作者姓名:颜梅  陈欣  张丽娜  马洪敏  孙舒婷  魏琴
作者单位:济南大学化学化工学院, 山东 济南 250022
基金项目:国家自然科学基金 , 山东省重点学科基金
摘    要:采用吸光光度法研究了meso-四(3,5-二溴-4-羟基苯基)卟啉T(DBHP)P]作为新型光谱探针与蛋白质相互作用的光谱行为。发现在pH 4.17 Britton-Robinson缓冲液中,吐温-80(Tween-80)微乳液介质可以显著增强了体系的灵敏度。在最佳实验条件下,考察了T(DBHP)P-蛋白质体系的吸收光谱特性,于425 nm处蛋白质的浓度在一定范围内与吸光度A呈良好的线性关系。分别用于测定牛血清白蛋白(BSA)和卵血清白蛋白(Ova),线性范围分别为0.50~6.00 μg·mL-1和0.05~0.60 μg·mL-1,检出限分别为0.11和0.039 μg·mL-1。实验结果表明,该方法具有较高的灵敏度、选择性和稳定性,成功地用于牛奶样品中蛋白质的测定,回收率为99.56%~100.2%,相对标准偏差低于2.2%。从而建立了一种测定蛋白质的灵敏方法并用于食品分析领域中。另外考察了离子强度及温度对体系的影响。

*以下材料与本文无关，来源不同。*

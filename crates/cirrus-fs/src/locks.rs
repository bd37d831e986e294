//! Durable lock records and conflict/expiry logic.
//!
//! Locks live in a sqlite table so a freshly started process answers LOCK
//! queries correctly. Expired records are purged lazily before every read;
//! the conflict check and the insert of `create_lock` run inside one
//! transaction under the connection mutex, so two concurrent LOCK requests
//! on the same path cannot both succeed.

use crate::error::{BridgeError, BridgeResult};
use crate::paths;
use log::{debug, warn};
use rusqlite::{params, Connection, Row, Transaction};
use std::path::Path;
use std::sync::Mutex;
use thiserror::Error;

/// Prefix of every issued lock token.
pub const TOKEN_PREFIX: &str = "opaquelocktoken:";

const LOCK_COLUMNS: &str =
    "token, path, principal, created_at, expires_at, timeout, scope, depth, provisional, owner";

#[derive(Debug, Clone, Copy, PartialEq, Eq)]
pub enum LockScope {
    Exclusive,
    Shared,
}

impl LockScope {
    fn as_str(self) -> &'static str {
        match self {
            LockScope::Exclusive => "exclusive",
            LockScope::Shared => "shared",
        }
    }

    fn from_str(s: &str) -> Self {
        match s {
            "shared" => LockScope::Shared,
            "exclusive" => LockScope::Exclusive,
            other => {
                warn!("unknown lock scope {other:?} in store, treating as exclusive");
                LockScope::Exclusive
            }
        }
    }
}

#[derive(Debug, Clone, Copy, PartialEq, Eq)]
pub enum LockDepth {
    Zero,
    Infinity,
}

impl LockDepth {
    fn as_str(self) -> &'static str {
        match self {
            LockDepth::Zero => "0",
            LockDepth::Infinity => "infinity",
        }
    }

    fn from_str(s: &str) -> Self {
        match s {
            "infinity" => LockDepth::Infinity,
            "0" => LockDepth::Zero,
            other => {
                warn!("unknown lock depth {other:?} in store, treating as 0");
                LockDepth::Zero
            }
        }
    }
}

/// An active lock.
#[derive(Debug, Clone, PartialEq)]
pub struct LockRecord {
    pub token: String,
    pub path: String,
    pub principal: String,
    /// Unix milliseconds.
    pub created_at: i64,
    /// Unix milliseconds.
    pub expires_at: i64,
    pub timeout_secs: u32,
    pub scope: LockScope,
    pub depth: LockDepth,
    pub provisional: bool,
    /// Verbatim owner XML from the LOCK body, if any.
    pub owner: Option<String>,
}

impl LockRecord {
    pub fn is_expired_at(&self, now_ms: i64) -> bool {
        self.expires_at < now_ms
    }

    /// Whole seconds until expiry, never negative.
    pub fn seconds_remaining(&self, now_ms: i64) -> u64 {
        ((self.expires_at - now_ms).max(0) / 1000) as u64
    }

    /// Whether this lock applies to `path`: exact match, or an ancestor lock
    /// with depth infinity covering the whole subtree.
    pub fn covers(&self, path: &str) -> bool {
        self.path == path
            || (self.depth == LockDepth::Infinity && paths::contains(&self.path, path))
    }
}

/// Parameters for [`LockStore::create_lock`].
#[derive(Debug, Clone)]
pub struct LockRequest<'a> {
    pub path: &'a str,
    pub principal: &'a str,
    pub timeout_secs: u32,
    pub scope: LockScope,
    pub depth: LockDepth,
    pub provisional: bool,
    pub owner: Option<&'a str>,
}

/// Failure modes of lock creation.
#[derive(Debug, Error)]
pub enum LockError {
    /// Another lock already applies to the requested path.
    #[error("conflicting lock {} held on {}", .0.token, .0.path)]
    Conflict(Box<LockRecord>),

    #[error(transparent)]
    Store(#[from] BridgeError),
}

/// Durable lock table.
pub struct LockStore {
    conn: Mutex<Connection>,
}

impl LockStore {
    pub fn open<P: AsRef<Path>>(path: P) -> BridgeResult<Self> {
        Self::from_connection(Connection::open(path.as_ref())?)
    }

    /// Private table for tests; nothing survives the instance.
    pub fn open_in_memory() -> BridgeResult<Self> {
        Self::from_connection(Connection::open_in_memory()?)
    }

    fn from_connection(conn: Connection) -> BridgeResult<Self> {
        conn.execute(
            "CREATE TABLE IF NOT EXISTS locks (
                token TEXT PRIMARY KEY,
                path TEXT NOT NULL,
                principal TEXT NOT NULL,
                created_at INTEGER NOT NULL,
                expires_at INTEGER NOT NULL,
                timeout INTEGER NOT NULL,
                scope TEXT NOT NULL,
                depth TEXT NOT NULL,
                provisional INTEGER NOT NULL DEFAULT 0,
                owner TEXT
            )",
            [],
        )?;
        conn.execute("CREATE INDEX IF NOT EXISTS idx_locks_path ON locks(path)", [])?;
        conn.execute(
            "CREATE INDEX IF NOT EXISTS idx_locks_expires ON locks(expires_at)",
            [],
        )?;
        Ok(Self {
            conn: Mutex::new(conn),
        })
    }

    /// Create a lock, failing if any other lock already applies to the path.
    ///
    /// The conflict set is: locks exactly at the path, locks on a descendant
    /// when the request asks for depth infinity, and locks on any ancestor
    /// that itself has depth infinity.
    pub fn create_lock(&self, req: &LockRequest<'_>) -> Result<LockRecord, LockError> {
        let path = paths::normalize(req.path)?;
        let now = now_ms();
        let mut conn = self.conn.lock().unwrap();
        let tx = conn.transaction().map_err(BridgeError::from)?;
        purge_expired_in(&tx, now)?;
        if let Some(conflict) = first_conflict(&tx, &path, req.depth)? {
            return Err(LockError::Conflict(Box::new(conflict)));
        }
        let record = LockRecord {
            token: fresh_token(),
            path,
            principal: req.principal.to_string(),
            created_at: now,
            expires_at: now + i64::from(req.timeout_secs) * 1000,
            timeout_secs: req.timeout_secs,
            scope: req.scope,
            depth: req.depth,
            provisional: req.provisional,
            owner: req.owner.map(str::to_string),
        };
        tx.execute(
            &format!("INSERT INTO locks ({LOCK_COLUMNS}) VALUES (?1, ?2, ?3, ?4, ?5, ?6, ?7, ?8, ?9, ?10)"),
            params![
                record.token,
                record.path,
                record.principal,
                record.created_at,
                record.expires_at,
                record.timeout_secs,
                record.scope.as_str(),
                record.depth.as_str(),
                record.provisional,
                record.owner,
            ],
        )
        .map_err(BridgeError::from)?;
        tx.commit().map_err(BridgeError::from)?;
        debug!(
            "lock {} created on {} for {} ({}s, depth {})",
            record.token,
            record.path,
            record.principal,
            record.timeout_secs,
            record.depth.as_str()
        );
        Ok(record)
    }

    /// Look up a lock by its exact token.
    pub fn get_lock(&self, token: &str) -> BridgeResult<Option<LockRecord>> {
        let conn = self.conn.lock().unwrap();
        purge_expired_in(&conn, now_ms())?;
        select_by_token(&conn, token)
    }

    /// Locks recorded exactly at this path.
    pub fn locks_at_path(&self, path: &str) -> BridgeResult<Vec<LockRecord>> {
        let path = paths::normalize(path)?;
        let conn = self.conn.lock().unwrap();
        purge_expired_in(&conn, now_ms())?;
        select_records(
            &conn,
            &format!("SELECT {LOCK_COLUMNS} FROM locks WHERE path = ?1"),
            params![path],
        )
    }

    /// Locks applying to this path: exact matches plus ancestor locks with
    /// depth infinity.
    pub fn locks_covering(&self, path: &str) -> BridgeResult<Vec<LockRecord>> {
        let path = paths::normalize(path)?;
        let conn = self.conn.lock().unwrap();
        purge_expired_in(&conn, now_ms())?;
        covering_in(&conn, &path)
    }

    /// Locks recorded strictly below this path.
    pub fn locks_below(&self, path: &str) -> BridgeResult<Vec<LockRecord>> {
        let path = paths::normalize(path)?;
        let conn = self.conn.lock().unwrap();
        purge_expired_in(&conn, now_ms())?;
        below_in(&conn, &path)
    }

    pub fn locks_for_user(&self, principal: &str) -> BridgeResult<Vec<LockRecord>> {
        let conn = self.conn.lock().unwrap();
        purge_expired_in(&conn, now_ms())?;
        select_records(
            &conn,
            &format!("SELECT {LOCK_COLUMNS} FROM locks WHERE principal = ?1"),
            params![principal],
        )
    }

    pub fn all_locks(&self) -> BridgeResult<Vec<LockRecord>> {
        let conn = self.conn.lock().unwrap();
        purge_expired_in(&conn, now_ms())?;
        select_records(
            &conn,
            &format!("SELECT {LOCK_COLUMNS} FROM locks ORDER BY created_at"),
            params![],
        )
    }

    /// Extend a lock's life; `None` if the token is unknown or expired.
    pub fn refresh_lock(&self, token: &str, timeout_secs: u32) -> BridgeResult<Option<LockRecord>> {
        let token = normalize_token(token);
        let now = now_ms();
        let conn = self.conn.lock().unwrap();
        purge_expired_in(&conn, now)?;
        let changed = conn.execute(
            "UPDATE locks SET expires_at = ?1, timeout = ?2 WHERE token = ?3",
            params![now + i64::from(timeout_secs) * 1000, timeout_secs, token],
        )?;
        if changed == 0 {
            return Ok(None);
        }
        select_by_token(&conn, token)
    }

    /// Remove a lock by token; `true` if one was removed.
    pub fn delete_lock(&self, token: &str) -> BridgeResult<bool> {
        let token = normalize_token(token);
        let conn = self.conn.lock().unwrap();
        let removed = conn.execute("DELETE FROM locks WHERE token = ?1", params![token])?;
        Ok(removed > 0)
    }

    /// Remove every lock recorded exactly at this path, returning the count.
    /// Used on resource delete/move so a stale token cannot replay against a
    /// path it no longer describes.
    pub fn delete_locks_for_path(&self, path: &str) -> BridgeResult<usize> {
        let path = paths::normalize(path)?;
        let conn = self.conn.lock().unwrap();
        let removed = conn.execute("DELETE FROM locks WHERE path = ?1", params![path])?;
        if removed > 0 {
            debug!("purged {removed} lock(s) at {path}");
        }
        Ok(removed)
    }

    /// Whether a presented token authorizes operations on this path.
    /// Accepts the angle-bracketed wire form.
    pub fn validate_token(&self, path: &str, token: &str) -> BridgeResult<bool> {
        let path = paths::normalize(path)?;
        let token = normalize_token(token);
        let conn = self.conn.lock().unwrap();
        purge_expired_in(&conn, now_ms())?;
        match select_by_token(&conn, token)? {
            Some(record) => Ok(record.covers(&path)),
            None => Ok(false),
        }
    }

    /// Whether any lock applies to this path, optionally ignoring one token.
    pub fn is_locked(&self, path: &str, ignore_token: Option<&str>) -> BridgeResult<bool> {
        let path = paths::normalize(path)?;
        let ignored = ignore_token.map(normalize_token);
        let conn = self.conn.lock().unwrap();
        purge_expired_in(&conn, now_ms())?;
        let covering = covering_in(&conn, &path)?;
        Ok(covering
            .iter()
            .any(|l| Some(l.token.as_str()) != ignored))
    }

    /// Mutation authorization policy.
    ///
    /// A supplied token must validate for the path. With no token, every
    /// applicable lock must belong to the requesting principal: a lock
    /// owner may operate without re-presenting the token.
    pub fn check_access(
        &self,
        path: &str,
        principal: Option<&str>,
        token: Option<&str>,
    ) -> BridgeResult<()> {
        let path = paths::normalize(path)?;
        match token {
            Some(token) => {
                if self.validate_token(&path, token)? {
                    Ok(())
                } else {
                    Err(BridgeError::Locked(format!(
                        "token does not authorize {path}"
                    )))
                }
            }
            None => {
                let covering = self.locks_covering(&path)?;
                let authorized = match principal {
                    Some(principal) => covering.iter().all(|l| l.principal == principal),
                    None => covering.is_empty(),
                };
                if authorized {
                    Ok(())
                } else {
                    Err(BridgeError::Locked(format!("{path} is locked")))
                }
            }
        }
    }

    /// Drop every expired record now instead of waiting for the next read.
    pub fn purge_expired(&self) -> BridgeResult<usize> {
        let conn = self.conn.lock().unwrap();
        purge_expired_in(&conn, now_ms())
    }
}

关 键 词:蛋白质  光谱探针  二溴羟基卟啉  微乳液  光谱行为  
文章编号:1000-0593(2008)05-1149-04
收稿时间:2007-03-06
修稿时间:2007年3月6日

Study and Application of Determination of Protein with Meso-Tetra-(3,5-Dibromo-4-Hydroxyphenyl)Porphyrin Fading Spectrophotometry
YAN Mei,CHEN Xin,ZHANG Li-na,MA Hong-min,SUN Shu-ting,WEI Qin.Study and Application of Determination of Protein with Meso-Tetra-(3,5-Dibromo-4-Hydroxyphenyl)Porphyrin Fading Spectrophotometry[J].Spectroscopy and Spectral Analysis,2008,28(5):1149-1152.
Authors:YAN Mei  CHEN Xin  ZHANG Li-na  MA Hong-min  SUN Shu-ting  WEI Qin
Institution:School of Chemistry and Chemical Engineering, University of Ji’nan, Ji’nan 250022, China
Abstract:In the present paper, the binding characteristics and spectral behavior of interaction of meso-tetra-(3, 5-dibromo-4-hydroxyphenyl) porphyrin T(DBHP)P] as a new-style probe with protein were studied by the techniques of spectrophotometry. The experiment showed that Tween-80 microemulsion was efficiently used to enhance the sensibility and stability of the system at pH 4. 17(Britton-Robinson buffer solution). Under optimum conditions, the characteristics of absorption spectral of meso-tetra-(3,5-dibromo-4-hydroxyphenyl) porphyrin-protein were investigated, the maximum absorption was located at 425 nm, and the reducing value of absorbance A was in proportion to the concentration of proteins in the range 0.50-6.00 microg x mL(-1) for bovine serum albumin, 0.05-0.60 microg x mL(-1) for ovalbumin, and the limits of detection were 0.106 microg x mL(-1) for bovine serum albumin and 0.039 microg x mL(-1) for ovalbumin. The experiments indicated that the proposed method featured high sensitivity and good selectivity and stability, and was simple and relatively free from interference of coexistent substances. It has been applied to the determination of protein in milk samples with satisfactory. The recovery for the investigated protein from milk was 99.56%-100.2% and the relative standard deviations were less than 2.2%. The sensitive method for the quantitative determination of proteins was proposed and may be applicable to the determination of ultra amounts of protein in food analysis. The effect of ionic strength on the system was investigated, and the result indicated that the binding force between meso-tetra-(3, 5-dibromo-4-hydroxyphenyl) porphyrin and protein was judged as electrostatic force. The influence of protein denaturation was also studied, under higher temperature the structure of protein was destroyed, and thermodynamic movement of the molecular of protein was intensified as the heating time extended.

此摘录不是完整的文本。